◆ Problem to solve ◆
Which lines in the records below contain the word "Strategy"? Copy each one out.
* * * * * * *
//! Property tests for splitters and rule round-trips.

use proptest::prelude::*;
use reword_syntax::output::tuff_grammar;
use reword_syntax::{DelimiterSplitter, FoldingSplitter, Grammar, Node, Splitter};

fn identifier() -> impl Strategy<Value = String> {
    "[A-Za-z_][A-Za-z0-9_]{0,8}"
}

fn identifiers() -> impl Strategy<Value = Vec<String>> {
    prop::collection::vec(identifier(), 1..6)
}

proptest! {
    #[test]
    fn statement_segments_concatenate_to_input(input in "[a-z ;{}'\"\\\\\n]{0,40}") {
        let segments = FoldingSplitter::statements().split(&input);
        prop_assert_eq!(segments.concat(), input);
        prop_assert!(segments.iter().all(|s| !s.is_empty()));
    }

    #[test]
    fn delimiter_segments_rejoin(parts in identifiers()) {
        let splitter = DelimiterSplitter::new(".");
        let joined = parts.join(splitter.delimiter());
        prop_assert_eq!(splitter.split(&joined), parts);
    }

    #[test]
    fn import_rule_round_trips(parts in identifiers()) {
        let mut g = Grammar::new();
        let segment = g.scalar("segment");
        let segment = g.typed("segment", segment);
        let segments = g.list("segments", segment, DelimiterSplitter::new("."));
        let body = g.suffix(segments, ";");
        let import = g.prefix("import ", body);
        let import = g.typed("import", import);

        let tree = Node::of_kind("import").with_list(
            "segments",
            parts
                .iter()
                .map(|p| Node::of_kind("segment").with_string("segment", p.as_str()))
                .collect(),
        );
        let text = g.generate(import, &tree).unwrap();
        prop_assert_eq!(text.clone(), format!("import {};", parts.join(".")));
        prop_assert_eq!(g.lex(import, &text).unwrap(), tree);
    }

    #[test]
    fn strip_ignores_surrounding_whitespace(name in identifier(), pad in "[ \t\n]{0,4}") {
        let mut g = Grammar::new();
        let scalar = g.scalar("name");
        let stripped = g.strip(scalar);
        let padded = format!("{pad}{name}{pad}");
        prop_assert_eq!(g.lex(stripped, &padded).unwrap(), g.lex(scalar, &name).unwrap());
    }

    #[test]
    fn extern_let_round_trips(children in identifiers(), namespace in identifiers()) {
        let tuff = tuff_grammar().unwrap();
        let tree = Node::of_kind("extern let")
            .with_list(
                "children",
                children.iter().map(|c| Node::new().with_string("child", c.as_str())).collect(),
            )
            .with_list(
                "namespace",
                namespace.iter().map(|s| Node::new().with_string("segment", s.as_str())).collect(),
            );
        let text = tuff.grammar.generate(tuff.member, &tree).unwrap();
        prop_assert_eq!(tuff.grammar.lex(tuff.member, &text).unwrap(), tree);
    }
}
* * * * * * *
◆ Your solution ◆
fn identifier() -> impl Strategy<Value = String> {
fn identifiers() -> impl Strategy<Value = Vec<String>> {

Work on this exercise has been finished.